For the second year in a row, it was looking like Cleveland Browns GM Ray Farmer was going to go the entire NFL Draft without selecting a wide receiver.

Seen as a glaring area of need, wideout is often called out by Farmer as a position not nearly as important as everyone makes it out to be. This was hammered home last year when, despite knowing star Josh Gordon could be suspended for the entire season, Farmer chose not to draft a single receiver.

However, Farmer finally buckled during the final day of this spring’s draft, selecting former Washington State wideout Vince Mayle. Though not nearly as prolific as Amari Cooper or Nelson Agholor, Mayle did bring his fair share of potential.

The problem, it seemed, was Mayle’s significant problem with the “dropsies.” Mayle dropped 13 passes last season at Washington State, and his thumb surgery this summer certainly had people fearing this issue would only get worse.

Well, midway through the preseason, those worries are still legitimate. Mayle has struggled to really turn any heads, and on a Browns team dying to have someone step up at wideout, he’s leaving a lot to be desired.
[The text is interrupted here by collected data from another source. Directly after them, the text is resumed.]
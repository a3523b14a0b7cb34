//! # terminus
//!
//! Shape-aware `first` and `last` queries over collections.
//!
//! ## Overview
//!
//! [`first`] and [`last`] return the first or last element of a
//! collection, optionally filtered by a predicate, without the caller
//! having to special-case the container:
//!
//! - **Indexable sequences** (`Vec`, slices, arrays, `VecDeque`): `last`
//!   scans backward from the end and stops at the match
//! - **Finite iterables** (`HashSet`, `BTreeSet`, `HashMap`, `BTreeMap`,
//!   [`Counted`](shape::Counted)): `last` sweeps forward once, keeping the
//!   latest match
//! - **Unbounded iterables** ([`Stream`](shape::Stream)): `first` works,
//!   `last` is refused
//! - **Key/value mappings** ([`Record`], JSON objects): entries are
//!   queried as `(key, value)` pairs in insertion order
//!
//! Results are `Option`s wrapped in `Result`: `Ok(None)` means nothing
//! matched, `Err` means the query could not be answered (see
//! [`QueryError`]).
//!
//! ## Feature Flags
//!
//! - `serde`: `Serialize`/`Deserialize` for [`Finder`], [`Record`] and
//!   [`Shape`](shape::Shape), and queries over `serde_json::Value`
//!
//! ## Example
//!
//! ```rust
//! use terminus::prelude::*;
//!
//! let numbers = vec![1, 2, 3, 4, 5];
//! assert_eq!(first_where(&numbers, |number| **number > 3), Ok(Some(&4)));
//! assert_eq!(last_where(&numbers, |number| **number < 3), Ok(Some(&2)));
//!
//! let odds = Stream::new((1..).step_by(2));
//! assert_eq!(first_where(odds, |number| *number > 50), Ok(Some(51)));
//! assert_eq!(
//!     last(Stream::new((1..).step_by(2))),
//!     Err(QueryError::NotFiniteCollection)
//! );
//! ```

#![forbid(unsafe_code)]
#![warn(missing_docs)]
#![warn(clippy::all)]
#![warn(clippy::pedantic)]
#![warn(clippy::nursery)]

/// Prelude module for convenient imports.
///
/// # Usage
///
/// ```rust
/// use terminus::prelude::*;
/// ```
pub mod prelude {
    pub use crate::error::QueryError;
    pub use crate::found::Found;
    pub use crate::query::{Finder, UnsupportedShape, first, first_where, last, last_where};
    pub use crate::record::Record;
    pub use crate::shape::{Collection, Counted, Shape, Stream};
}

mod error;
mod found;
mod query;
mod record;

pub mod shape;

#[cfg(feature = "serde")]
pub mod json;

pub use error::QueryError;
pub use found::Found;
pub use query::{Finder, UnsupportedShape, first, first_where, last, last_where};
pub use record::{Record, RecordIterator};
During the final minutes of last week’s preseason game against the Buffalo Bills, Cleveland was trying to put together a game-winning drive. Down 11-10 and facing fourth down, quarterback Johnny Manziel threw what looked like a first down pass. Unfortunately, the ball hit Mayle’s hands, then tumbled to the ground, essentially ending the game.

Based on who you ask, this is a pretty solid summary of Mayle’s camp so far.

Mayle has truly struggled to make a significant impact, both in practice and during the preseason. While reports have surfaced talking about the successful camps of receivers like Travis Benjamin and Taylor Gabriel, Mayle is often a footnote at best. Even worse, undrafted free agents like Josh Lenz and Shane Wynn seem to be getting much more press, as well.

It isn’t as if Mayle is lacking in physical tools. At 6’2″ and 224 lbs, Mayle certainly has the kind of size the Browns severely lacked in their receiving corps last year. Of course, if you can’t catch, size doesn’t seem to matter.

Unfortunately, this appears to be the trend when it comes to wideouts drafted by the Browns. Mayle falls into the same camp as Greg Little and Braylon Edwards; receivers who Cleveland drafts high, but also have trouble holding onto the ball. This routine spans across multiple regimes, so it’s tough to explain the franchise’s obsession of drafting receivers with bad hands.

But, will Mayle’s issues result in him being cut?

It’s tough to say. The team invested a fourth-round pick in him, which doesn’t exactly seem like a huge investment, but also helps Mayle stand out when comparing him to undrafted free agents signed off the street. Compared to Wynn and Lenz, Mayle has better size, which also helps him out as well.

Again, though, his job is to catch the ball. Right now, he’s struggling to do his job.

This all may seem like a bit of an overreaction. After all, the Browns didn’t draft Mayle with the hopes he’d become their No. 1 receiver. His struggles aren’t going to make a huge impact on the offense as a whole.

However, Cleveland did make an investment in Mayle, and is eventually going to need more from him than what’s being seen. Physical tools and upside can only get you so far in the NFL.

The bottom line is the Browns are in dire need of offensive weapons, and right now, Mayle is anything but.